Top markets in international trade included neighboring Canada, which was up 5 percent to $1.55 billion, and Mexico, up a striking 57 percent to $640 million. The third-biggest market for Minnesota goods was China, which was down 6 percent to $555 million, and fourth was Japan, up 14 percent to $306 million.

Rising exports mean more jobs. Minnesota has the natural and human resources to compete at the highest global level, meaning that state workers can benefit from expanded free trade.

That’s reason enough for Minnesota’s congressional delegation to rally behind the Obama administration’s efforts to advance two proposed free trade agreements: the Transatlantic Trade and Investment Partnership (T-TIP), which would ease trade between the United State and the 28-nation European Union, America’s largest export market, and the Trans-Pacific Partnership (TPP), a proposed trade pact between the United States and Australia, Brunei, Canada, Chile, Japan, Malaysia, Mexico, New Zealand, Peru, Singapore and Vietnam.

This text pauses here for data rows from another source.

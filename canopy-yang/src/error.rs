//! Schema construction errors.

use canopy_tree::PathError;
use thiserror::Error;

/// Errors raised while building a schema.
#[derive(Debug, Error)]
pub enum SpecError {
    /// Two modules share a name or namespace.
    #[error("duplicate module: {0}")]
    DuplicateModule(String),

    /// Two siblings share a name.
    #[error("duplicate child {name:?} under {parent:?}")]
    DuplicateChild { parent: String, name: String },

    /// A list key names no child leaf.
    #[error("list {list:?} declares unknown key {key:?}")]
    UnknownKey { list: String, key: String },

    /// A `unique` tuple names no child leaf.
    #[error("list {list:?} declares unknown unique leaf {leaf:?}")]
    UnknownUnique { list: String, leaf: String },

    /// An identityref base names no identity.
    #[error("unknown identity base: {0}")]
    UnknownIdentityBase(String),

    /// A `must`/`when` expression or leafref path failed to parse.
    #[error("bad expression {expr:?}: {source}")]
    BadExpression {
        expr: String,
        #[source]
        source: PathError,
    },

    /// A malformed revision date.
    #[error(transparent)]
    BadRevision(#[from] canopy_core::RevisionError),
}

/// Result type for schema construction.
pub type SpecResult<T> = Result<T, SpecError>;
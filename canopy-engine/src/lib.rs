//! The canopy transaction engine.
//!
//! Orchestrates every transition between datastores: the shared
//! validate/commit core, startup replay with module upgrades, failsafe
//! recovery, confirmed commits with deferred rollback, per-plugin
//! restart, and the NETCONF-shaped RPC surface.
//!
//! The engine is single-threaded and cooperative: at most one
//! transaction is in flight, RPCs are serialized by the caller's event
//! loop, and the loop drives deferred work (the confirmed-commit
//! deadline) through [`Engine::poll_rollback`].

mod confirm;
mod edit;
mod engine;
mod error;
mod options;
mod restart;
mod rpc;
mod startup;
mod txn;

pub use confirm::{ConfirmParams, ConfirmPhase, ConfirmedCommitState};
pub use edit::EditOp;
pub use engine::Engine;
pub use error::{TransactionError, TxResult};
pub use options::EngineOptions;
pub use rpc::RpcReply;
pub use txn::{Transaction, TxState};
//! Arena configuration tree.

use canopy_core::{Flags, NodeId, RpcError, RpcErrors, SpecId};

use crate::error::{TreeError, TreeResult};
use crate::schema::Schema;

/// Node kinds of a configuration tree.
#[derive(Debug, Clone, Copy, PartialEq, Eq)]
pub enum NodeKind {
    /// Named container, list entry or leaf.
    Element,
    /// Name/value attribute attached to an element.
    Attribute,
    /// Leaf text.
    Body,
}

#[derive(Debug, Clone)]
struct Node {
    kind: NodeKind,
    name: String,
    namespace: Option<String>,
    value: Option<String>,
    spec: Option<SpecId>,
    flags: Flags,
    parent: Option<NodeId>,
    children: Vec<NodeId>,
}

impl Node {
    fn element(name: String, namespace: Option<String>, parent: Option<NodeId>) -> Self {
        Self {
            kind: NodeKind::Element,
            name,
            namespace,
            value: None,
            spec: None,
            flags: Flags::empty(),
            parent,
            children: Vec::new(),
        }
    }
}

/// A rooted, ordered configuration tree.
///
/// Nodes are arena-allocated and addressed by `NodeId` handles. Handles
/// from one tree are meaningless in another. Removed subtrees leave
/// tombstone slots; handles to removed nodes are rejected.
#[derive(Debug, Clone)]
pub struct ConfigTree {
    nodes: Vec<Option<Node>>,
    root: NodeId,
}

impl Default for ConfigTree {
    fn default() -> Self {
        Self::new()
    }
}
//! Engine configuration options.

use serde::{Deserialize, Serialize};
use std::path::PathBuf;

/// Options the engine consumes. Loaded by the surrounding process;
/// the engine never reads configuration files itself.
#[derive(Debug, Clone, Serialize, Deserialize)]
#[serde(default)]
pub struct EngineOptions {
    /// Embed module-state in saved datastores and compare it on load.
    pub modstate: bool,
    /// Load the startup datastore unbound and run upgrade callbacks
    /// before binding to the current schema.
    pub upgrade_checkold: bool,
    /// Reject state (non-config) data found in the startup datastore.
    pub validate_state: bool,
    /// Declarative changelog to register as a module upgrade callback.
    pub changelog_file: Option<PathBuf>,
    /// Enable the confirmed-commit feature.
    pub confirmed_commit: bool,
}

impl Default for EngineOptions {
    fn default() -> Self {
        Self {
            modstate: true,
            upgrade_checkold: true,
            validate_state: true,
            changelog_file: None,
            confirmed_commit: true,
        }
    }
}
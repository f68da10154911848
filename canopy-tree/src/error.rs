//! Tree operation errors.

use canopy_core::NodeId;
use thiserror::Error;

/// Errors from tree operations.
#[derive(Debug, Error)]
pub enum TreeError {
    /// The node handle does not refer to a live node of this tree.
    #[error("invalid node handle: {0}")]
    InvalidNode(NodeId),

    /// The operation requires an element node.
    #[error("not an element: {0}")]
    NotAnElement(NodeId),

    /// Moving a node under its own descendant.
    #[error("cannot move {0} under its own subtree")]
    MoveIntoSelf(NodeId),

    /// The root cannot be removed or moved.
    #[error("operation not allowed on the tree root")]
    RootImmovable,

    /// Malformed serialized tree.
    #[error("malformed tree document: {0}")]
    Malformed(String),

    /// JSON de/serialization failure.
    #[error(transparent)]
    Json(#[from] serde_json::Error),
}

/// Result type for tree operations.
pub type TreeResult<T> = Result<T, TreeError>;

The proposed agreements are still being negotiated, but ultimately will need to be approved by Congress. Previous trade pacts, including the North American Free Trade Agreement (NAFTA), which helped set the stage for the state’s robust exports to Canada and Mexico, were granted trade promotion authority (or so-called “fast-track”) status by Congress. Both the TPP and the T-TIP likely will need the same conditions not only to win support in Congress, but to convince other governments that riling their domestic, protectionist constituencies and risking political capital will not be in vain.

Beyond the economic benefits, advancing the free trade pacts can have positive geopolitical implications, too. The T-TIP would strengthen the Atlantic alliance at a time of direct threat from Russian provocation. And the TPP would strengthen Asian economies — and governments — that are warily eyeing the rise of China’s economic, political and military influence in the Pacific.

Critics from the right and the left have aligned to try to thwart the proposed agreements. Some opponents don’t want to give President Obama any kind of victory, regardless of the benefits. Others have justifiable concerns about labor, environmental and other standards.

We share some of those concerns. But advocating for fast-track authority does not mean that these issues will be ignored. Ultimately, a deal will pass only if it advances efforts to improve global standards.

But it should be remembered that trade pacts can and should also advance global standards of living, which allow societies to buy more Minnesota exports and create jobs here at home.

“We know that 75 percent of the world’s buying power is outside of U.S. borders, and Minnesota products are high quality, so there’s demand for these products,” DEED Commissioner Katie Clark Sieben told an editorial writer. “We do really have a strong story to tell at the moment with the employment report and the trade report.”

That story will only get better if Minnesota manufacturers, miners and farmers are granted greater access to more markets.